Attorney, Agent or Firm: Oblon, Fisher, Spivak, McClelland,
& Maier
Parent Case Text
This application is a continuation of application Ser. No. 679,058,
filed Dec. 6, 1984, now abandoned.
Claims
What is claimed as new and desired to be secured by Letters Patent
of the United States is:
1. A convex array of ultrasonic transducers, comprising:
a base having a convex surface; and,
a flexible transducer assembly bonded to the convex surface of said
base, including,
a flexible backing plate bent around said convex surface of said
base and having an acoustic impedance the same as that of said
base, said flexible backing plate having opposed sides, one of
which is bonded to the convex surface of said base with an epoxy
resin containing heavy metal powder to match the acoustic impedance
of said base to said backing plate, and
an array of ultrasonic transducer elements disposed on the other
side of said flexible backing plate, said array of transducer
elements comprising a piezoelectric ceramic plate having opposed
sides, electrode layers provided on the opposed sides of said
piezoelectric ceramic plate, and a matching layer formed on a
selected of said electrode layers, said array having grooves cut
through said piezeolectric ceramic plate, said electrode layers,
said matching layer and a portion of the flexible backing plate to
define individual transducer elements and to isolate said
individual transducer elements, and
a plurality of flexible printed circuit boards having electrical
lead patterns sandwiched between said piezoelectric plate and said
flexible backing plate and connected to respective of said
transducer elements to supply drive pulses to said respective
transducer elements.
2. The convex array according to claim 1 wherein said matching
layer comprise:
alumina epoxy resin.
3. The convex array according to claim 1, comprising:
said flexible printed circuit boards having grooves cut
therethrough in correspondence with the grooves defining said
transducer elements, to separate said lead patterns in
correspondence with said respective transducer elements.
4. The convex array according to claim 1, wherein said flexible
printed circuit boards have divergent tips which are bent around
sides of said base such that the divergent tips are gathered and
aligned parallel to a common line.
5. The convex array according to claim 3, wherein said flexible
printed circuit boards have divergent tips which are bent around
sides of said base such that the divergent tips are gathered and
aligned parallel to a common line.
Description
BACKGROUND OF THE INVENTION
1. Field of the Invention
This invention relates to an array of ultrasonic transducers for
use in a medical imaging apparatus.
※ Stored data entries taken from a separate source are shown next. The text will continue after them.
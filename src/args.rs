use std::time::Duration;

use clap::Parser;
use log::LevelFilter;

use crate::anthropic::DEFAULT_MODEL;

/// Avocado plant monitoring system
#[derive(Debug, Parser)]
#[command(version)]
pub struct Args {
    /// Use real Raspberry Pi sensors instead of mock data
    #[arg(long)]
    pub real: bool,

    /// Seconds between readings
    #[arg(long, env = "PLANT_MONITOR_INTERVAL", default_value_t = 10)]
    pub interval: u64,

    /// Seconds between AI recommendations
    #[arg(long, env = "PLANT_MONITOR_AI_INTERVAL", default_value_t = 60)]
    pub ai_interval: u64,

    #[arg(long, env = "ANTHROPIC_API_KEY", hide_env_values = true)]
    pub anthropic_api_key: Option<String>,

    #[arg(long, env = "ANTHROPIC_MODEL", default_value = DEFAULT_MODEL)]
    pub model: String,

    /// Base URL of the external telemetry API
    #[arg(long, env = "AIVOCADO_API_URL")]
    pub api_url: Option<String>,

    #[arg(long, env = "AIVOCADO_API_KEY", hide_env_values = true)]
    pub api_key: Option<String>,

    #[arg(long, env = "PLANT_MONITOR_LOG", default_value_t = LevelFilter::Info)]
    pub log_level: LevelFilter,
}

impl Args {
    /// At least one second; a zero period would spin.
    pub fn reading_interval(&self) -> Duration {
        Duration::from_secs(self.interval.max(1))
    }

    pub fn advisory_interval(&self) -> Duration {
        Duration::from_secs(self.ai_interval)
    }

    pub fn anthropic_api_key(&self) -> Option<&str> {
        self.anthropic_api_key
            .as_deref()
            .map(str::trim)
            .filter(|k| !k.is_empty())
    }
}
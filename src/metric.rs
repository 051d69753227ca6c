use crate::reading::Reading;

#[derive(Debug, Clone, Copy, PartialEq, Eq, Hash)]
pub enum Metric {
    Temperature,
    Humidity,
    Co2,
    Light,
}

impl Metric {
    /// Priority and display order.
    pub const ALL: [Metric; 4] = [
        Metric::Temperature,
        Metric::Humidity,
        Metric::Co2,
        Metric::Light,
    ];

    pub fn value(self, reading: &Reading) -> f64 {
        match self {
            Metric::Temperature => reading.temperature_c,
            Metric::Humidity => reading.humidity_percent,
            Metric::Co2 => reading.co2_ppm,
            Metric::Light => reading.light_lux,
        }
    }

    pub fn heading(self) -> &'static str {
        match self {
            Metric::Temperature => "TEMPERATURE",
            Metric::Humidity => "HUMIDITY",
            Metric::Co2 => "CO2 LEVEL",
            Metric::Light => "LIGHT LEVEL",
        }
    }

    pub fn name(self) -> &'static str {
        match self {
            Metric::Temperature => "Temperature",
            Metric::Humidity => "Humidity",
            Metric::Co2 => "CO2",
            Metric::Light => "Light",
        }
    }

    /// Identifier used in alert types, e.g. `co2` in `co2_high`.
    pub fn key(self) -> &'static str {
        match self {
            Metric::Temperature => "temperature",
            Metric::Humidity => "humidity",
            Metric::Co2 => "co2",
            Metric::Light => "light",
        }
    }

    pub fn unit(self) -> &'static str {
        match self {
            Metric::Temperature => "C",
            Metric::Humidity => "%",
            Metric::Co2 => "ppm",
            Metric::Light => "lux",
        }
    }

    pub fn precision(self) -> usize {
        match self {
            Metric::Temperature | Metric::Humidity => 1,
            Metric::Co2 | Metric::Light => 0,
        }
    }

    /// Bar gauge scale. These are rendering bounds, not alert thresholds.
    pub fn display_domain(self) -> (f64, f64) {
        match self {
            Metric::Temperature => (10.0, 40.0),
            Metric::Humidity => (0.0, 100.0),
            Metric::Co2 => (300.0, 1500.0),
            Metric::Light => (0.0, 20000.0),
        }
    }

    pub fn format_value(self, value: f64) -> String {
        format!("{value:.prec$} {unit}", prec = self.precision(), unit = self.unit())
    }
}
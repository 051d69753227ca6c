//! One-shot HTTP/1.1 server for exercising the clients in tests.

use tokio::{
    io::{AsyncReadExt as _, AsyncWriteExt as _},
    net::TcpListener,
    task::JoinHandle,
};

/// The request as received: head lines and body.
#[derive(Debug)]
pub struct Recorded {
    pub request_line: String,
    pub headers: Vec<(String, String)>,
    pub body: String,
}

impl Recorded {
    pub fn header(&self, name: &str) -> Option<&str> {
        self.headers
            .iter()
            .find(|(n, _)| n.eq_ignore_ascii_case(name))
            .map(|(_, v)| v.as_str())
    }

    pub fn json(&self) -> serde_json::Value {
        serde_json::from_str(&self.body).unwrap()
    }
}

/// Accepts a single connection, answers with `status` (e.g. `"200 OK"`)
/// and `body`, and hands back what the client sent.
pub async fn serve_once(status: &'static str, body: &'static str) -> (String, JoinHandle<Recorded>) {
    let listener = TcpListener::bind("127.0.0.1:0").await.unwrap();
    let base_url = format!("http://{}", listener.local_addr().unwrap());

    let handle = tokio::spawn(async move {
        let (mut stream, _) = listener.accept().await.unwrap();

        let mut buf = Vec::new();
        let mut chunk = [0u8; 4096];
        let head_end = loop {
            let n = stream.read(&mut chunk).await.unwrap();
            assert!(n > 0, "connection closed before headers");
            buf.extend_from_slice(&chunk[..n]);
            if let Some(pos) = buf.windows(4).position(|w| w == b"\r\n\r\n") {
                break pos;
            }
        };

        let head = String::from_utf8_lossy(&buf[..head_end]).into_owned();
        let mut lines = head.split("\r\n");
        let request_line = lines.next().unwrap_or_default().to_string();
        let headers: Vec<(String, String)> = lines
            .filter_map(|l| l.split_once(':'))
            .map(|(n, v)| (n.trim().to_string(), v.trim().to_string()))
            .collect();

        let content_length = headers
            .iter()
            .find(|(n, _)| n.eq_ignore_ascii_case("content-length"))
            .and_then(|(_, v)| v.parse::<usize>().ok())
            .unwrap_or(0);
        let body_start = head_end + 4;
        while buf.len() < body_start + content_length {
            let n = stream.read(&mut chunk).await.unwrap();
            assert!(n > 0, "connection closed before body");
            buf.extend_from_slice(&chunk[..n]);
        }
        let received =
            String::from_utf8_lossy(&buf[body_start..body_start + content_length]).into_owned();

        let response = format!(
            "HTTP/1.1 {status}\r\nContent-Type: application/json\r\nContent-Length: {}\r\nConnection: close\r\n\r\n{body}",
            body.len()
        );
        stream.write_all(response.as_bytes()).await.unwrap();
        let _ = stream.shutdown().await;

        Recorded {
            request_line,
            headers,
            body: received,
        }
    });

    (base_url, handle)
}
More specifically, the
invention relates to a curvilinear, i.e., convex or concave, array
of ultrasonic transducer elements which performs sector scanning of
ultrasonic beams.
2. Description of the Prior Art
An array of ultrasonic transducers is used in a ultrasonic
apparatus to observe the internal organs of a patient. Such an
apparatus provides successive images at a rapid rate, in "real
time", such that an observer can see movements of continuous
motion.
A curvilinear array of ultrasonic transducers is disclosed in, for
example, U.S. Pat. Nos. 4,344,327; 4,409,982; and 4,281,550. The
former two patents disclose convex arrays and the letter patent
discloses a concave array.
An advantage of these curvilinear arrays is the ability to perform
sector scanning without a need for electronic sector scanning
techniques to steer the ultrasonic beams over a large angle. In
electronic sector scanning, plural ultrasonic transducer elements
are linearly arrayed on a common plane. All the elements are
excited at a different timing relation to phase the wave fronts of
the respective ultrasonic waves to define a steered beam direction.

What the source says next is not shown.